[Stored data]

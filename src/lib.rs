//! # Trueno-AB: Experiment Variant Resolution
//!
//! **Version**: 0.1.0
//!
//! Trueno-AB assigns a stable variant index to a named experiment for a browser
//! tab or a server request. Variants come from a pluggable backend under a
//! bounded timeout, can be forced from the URL for QA, and survive across
//! requests through cookies set during server-side rendering.
//!
//! ## Design Principles (Toyota Way Aligned)
//!
//! - **Jidoka**: Every resolution failure stops at variant 0 instead of surfacing
//! - **Poka-Yoke safety**: Variant count mismatches fail at setup, not at render
//! - **Heijunka**: A slow backend never holds a page longer than the timeout
//! - **Genchi Genbutsu**: Forced variants via `?force=<testing id>&variant=<n>`
//!
//! ## Example Usage
//!
//! ```rust,no_run
//! use std::sync::Arc;
//! use trueno_ab::backend::FixedBackend;
//! use trueno_ab::experiment::ExperimentDefinition;
//! use trueno_ab::registry::{RegisterOptions, Registry};
//! use trueno_ab::session::ExperimentSession;
//!
//! # async fn example() -> trueno_ab::Result<()> {
//! let registry = Arc::new(Registry::builder().timeout_ms(300).build());
//! registry.register_experiments(
//!     [("hero", ExperimentDefinition::new("exp-hero-banner", 2)?)],
//!     RegisterOptions::default(),
//! );
//!
//! let session = ExperimentSession::new(registry, FixedBackend::new(1));
//! let state = session.resolve("hero").await?;
//! println!("hero variant: {:?}", state.variant);
//! # Ok(())
//! # }
//! ```

#![warn(missing_docs)]
#![warn(clippy::all)]
#![warn(clippy::pedantic)]
#![warn(clippy::nursery)]

pub mod backend;
pub mod config;
pub mod context;
pub mod cookie;
pub mod error;
pub mod experiment;
pub mod logging;
pub mod query;
pub mod registry;
pub mod resolve;
pub mod selection;
pub mod session;
pub mod ssr;

pub use error::{Error, Result};
pub use registry::{RegisterOptions, Registry};
pub use ssr::SsrData;
//! Variant resolution
//!
//! Decision order, first match wins:
//!
//! 1. Registry disabled: variant `0`.
//! 2. Browser URL forces the experiment's testing ID: the forced variant.
//! 3. Backend raced against the registry timeout:
//!    backend value, or `0` on backend error, or `0` on timeout.
//!
//! Resolution never fails. Failures are logged and degrade to variant `0`.

use std::future::Future;
use std::time::Duration;

use crate::backend::VariantBackend;
use crate::experiment::RegisteredExperiment;
use crate::query::QueryParams;
use crate::registry::Registry;
use crate::Error;

/// Variant every failure path falls back to.
pub const FALLBACK_VARIANT: usize = 0;

/// Outcome of [`race_timeout`].
#[derive(Debug, Clone, Copy, PartialEq, Eq)]
pub enum Settled<T> {
    /// The future finished first
    Completed(T),
    /// The timer fired first
    TimedOut,
}

/// Race `future` against a timer of `limit`, cancelling whichever loses.
///
/// When the future wins the timer is dropped; when the timer wins the future is
/// dropped and any result it would have produced is discarded. A future that is
/// already ready wins even with a zero limit.
pub async fn race_timeout<F>(future: F, limit: Duration) -> Settled<F::Output>
where
    F: Future,
{
    match tokio::time::timeout(limit, future).await {
        Ok(output) => Settled::Completed(output),
        Err(_elapsed) => Settled::TimedOut,
    }
}

impl Registry {
    /// Resolve the variant of `experiment`, asking `backend` for `id` if needed.
    ///
    /// Does not cache the result; see [`Registry::set_selected_index`].
    pub async fn load_variant<B>(&self, backend: &B, experiment: &RegisteredExperiment, id: &str) -> usize
    where
        B: VariantBackend,
    {
        let logging = self.logging_enabled();

        if self.is_disabled() {
            if logging {
                tracing::info!(id, "[Experiment] experiments disabled - defaulting to 0");
            }
            return FALLBACK_VARIANT;
        }

        if let Some(variant) = self.forced_variant(experiment) {
            if logging {
                tracing::info!(id, variant, "[Experiment] forcing variant");
            }
            return variant;
        }

        let timeout_ms = self.timeout_ms();
        match race_timeout(backend.get_variant(id), Duration::from_millis(timeout_ms)).await {
            Settled::Completed(Ok(variant)) => {
                if logging {
                    tracing::info!(id, variant, "[Experiment] selected variant");
                }
                variant
            }
            Settled::Completed(Err(e)) => {
                let failure = Error::BackendFailure {
                    id: id.to_string(),
                    reason: format!("{e:#}"),
                };
                tracing::error!(id, error = %failure, "[Experiment] backend failed - defaulting to 0");
                FALLBACK_VARIANT
            }
            Settled::TimedOut => {
                if logging {
                    let timeout = Error::TimeoutExceeded {
                        id: id.to_string(),
                        timeout_ms,
                    };
                    tracing::warn!(id, timeout_ms, error = %timeout, "[Experiment] request timed out - defaulting to 0");
                }
                FALLBACK_VARIANT
            }
        }
    }

    /// Variant forced by the browser URL for `experiment`, if any.
    ///
    /// Always `None` on the server and for experiments without a testing ID.
    #[must_use]
    pub fn forced_variant(&self, experiment: &RegisteredExperiment) -> Option<usize> {
        let testing_id = experiment.testing_id()?;
        let location = self.context().location()?;

        QueryParams::from_location(location).forced_variant(testing_id)
    }
}
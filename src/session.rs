//! Client-side experiment consumption
//!
//! An [`ExperimentSession`] is what a page or request handler holds: the shared
//! registry, the backend, and optionally the [`SsrData`] the server embedded.
//! Asking it for an experiment returns the SSR value or the cached value if one
//! exists, and otherwise runs resolution once and caches the result.
//!
//! # Example
//!
//! ```rust
//! use std::sync::Arc;
//! use trueno_ab::backend::FixedBackend;
//! use trueno_ab::experiment::ExperimentDefinition;
//! use trueno_ab::registry::{RegisterOptions, Registry};
//! use trueno_ab::session::ExperimentSession;
//!
//! # async fn example() -> trueno_ab::Result<()> {
//! let registry = Arc::new(Registry::new());
//! registry.register_experiments(
//!     [("checkout", ExperimentDefinition::new("exp-checkout", 2)?)],
//!     RegisterOptions::default(),
//! );
//!
//! let session = ExperimentSession::new(Arc::clone(&registry), FixedBackend::new(1));
//! assert!(session.state("checkout")?.loading);
//!
//! let state = session.resolve("checkout").await?;
//! assert_eq!(state.variant, Some(1));
//! # Ok(())
//! # }
//! ```

use std::sync::Arc;

use crate::backend::VariantBackend;
use crate::experiment::RegisteredExperiment;
use crate::registry::Registry;
use crate::selection::VariantSet;
use crate::ssr::SsrData;
use crate::Result;

/// Snapshot of one experiment as seen by a consumer.
#[derive(Debug, Clone, Default, PartialEq, Eq)]
pub struct VariantState {
    /// Variant to use, once known
    pub variant: Option<usize>,
    /// True while no variant is known
    pub loading: bool,
    /// Set when the resolved variant could not be cached because the
    /// experiment was removed meanwhile. Resolution itself never fails; backend
    /// errors and timeouts surface as variant `0`.
    pub error: Option<String>,
    /// True when the variant came from server-side rendering data
    pub is_ssr: bool,
}

/// Registry + backend + optional SSR data for one client or request.
#[derive(Debug)]
pub struct ExperimentSession<B> {
    registry: Arc<Registry>,
    backend: B,
    ssr: Option<SsrData>,
}

impl<B: VariantBackend> ExperimentSession<B> {
    /// Create a session without SSR data.
    #[must_use]
    pub const fn new(registry: Arc<Registry>, backend: B) -> Self {
        Self {
            registry,
            backend,
            ssr: None,
        }
    }

    /// Use variants precomputed by the server.
    #[must_use]
    pub fn with_ssr(mut self, ssr: SsrData) -> Self {
        self.ssr = Some(ssr);
        self
    }

    /// Shared registry.
    #[must_use]
    pub const fn registry(&self) -> &Arc<Registry> {
        &self.registry
    }

    /// Backend used for resolution.
    #[must_use]
    pub const fn backend(&self) -> &B {
        &self.backend
    }

    fn ssr_variant(&self, name: &str) -> Option<usize> {
        self.ssr.as_ref().and_then(|ssr| ssr.get(name))
    }

    /// Current state without resolving.
    ///
    /// # Errors
    ///
    /// Returns [`Error::NotRegistered`](crate::Error::NotRegistered) for unknown names
    pub fn state(&self, name: &str) -> Result<VariantState> {
        let experiment = self.registry.get_experiment(name)?;
        let ssr_variant = self.ssr_variant(name);
        let variant = ssr_variant.or_else(|| experiment.selected_variant());

        Ok(VariantState {
            variant,
            loading: variant.is_none(),
            error: None,
            is_ssr: ssr_variant.is_some(),
        })
    }

    /// Resolve `name` unless a variant is already known, and cache the result.
    ///
    /// When SSR is enabled the known variant is acknowledged to the backend.
    ///
    /// # Errors
    ///
    /// Returns [`Error::NotRegistered`](crate::Error::NotRegistered) for unknown names
    pub async fn resolve(&self, name: &str) -> Result<VariantState> {
        let experiment = self.registry.get_experiment(name)?;
        let ssr_variant = self.ssr_variant(name);

        let (variant, error) = match ssr_variant.or_else(|| experiment.selected_variant()) {
            Some(known) => (known, None),
            None => {
                let loaded = self
                    .registry
                    .load_variant(&self.backend, &experiment, experiment.id())
                    .await;
                let error = self
                    .registry
                    .set_selected_index(name, loaded)
                    .err()
                    .map(|e| e.to_string());
                (loaded, error)
            }
        };

        self.acknowledge(name, &experiment, variant);

        Ok(VariantState {
            variant: Some(variant),
            loading: false,
            error,
            is_ssr: ssr_variant.is_some(),
        })
    }

    /// Drop the cached variant and resolve again.
    ///
    /// Useful when an earlier attempt degraded to `0` after a backend error or
    /// timeout. A variant from SSR data still takes precedence.
    ///
    /// # Errors
    ///
    /// Returns [`Error::NotRegistered`](crate::Error::NotRegistered) for unknown names
    pub async fn retry(&self, name: &str) -> Result<VariantState> {
        self.registry.forget_selected_index(name)?;
        self.resolve(name).await
    }

    /// Resolve `name` and map it onto `options`.
    ///
    /// Returns the position of the chosen option.
    ///
    /// # Errors
    ///
    /// Returns [`Error::NotRegistered`](crate::Error::NotRegistered) for unknown
    /// names and [`Error::VariantCountMismatch`](crate::Error::VariantCountMismatch)
    /// when `options` does not cover the registered variant count
    pub async fn choose(&self, name: &str, options: &VariantSet) -> Result<usize> {
        let experiment = self.registry.get_experiment(name)?;
        options.validate(&experiment)?;

        let state = self.resolve(name).await?;
        Ok(state
            .variant
            .and_then(|variant| options.pick(variant))
            .unwrap_or(0))
    }

    fn acknowledge(&self, name: &str, experiment: &RegisteredExperiment, variant: usize) {
        if !self.registry.is_ssr_enabled() {
            return;
        }
        if self.registry.logging_enabled() {
            tracing::info!(experiment = name, id = experiment.id(), variant, "(SSR) setting variant");
        }
        self.backend.set_variant(experiment.id(), variant);
    }
}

» **Exercise description**:
All lines in the records that contain "never" are to be copied and returned.

» **Expected answer**:
//! - **Heijunka**: A slow backend never holds a page longer than the timeout
//! Resolution never fails. Failures are logged and degrade to variant `0`.
    /// experiment was removed meanwhile. Resolution itself never fails; backend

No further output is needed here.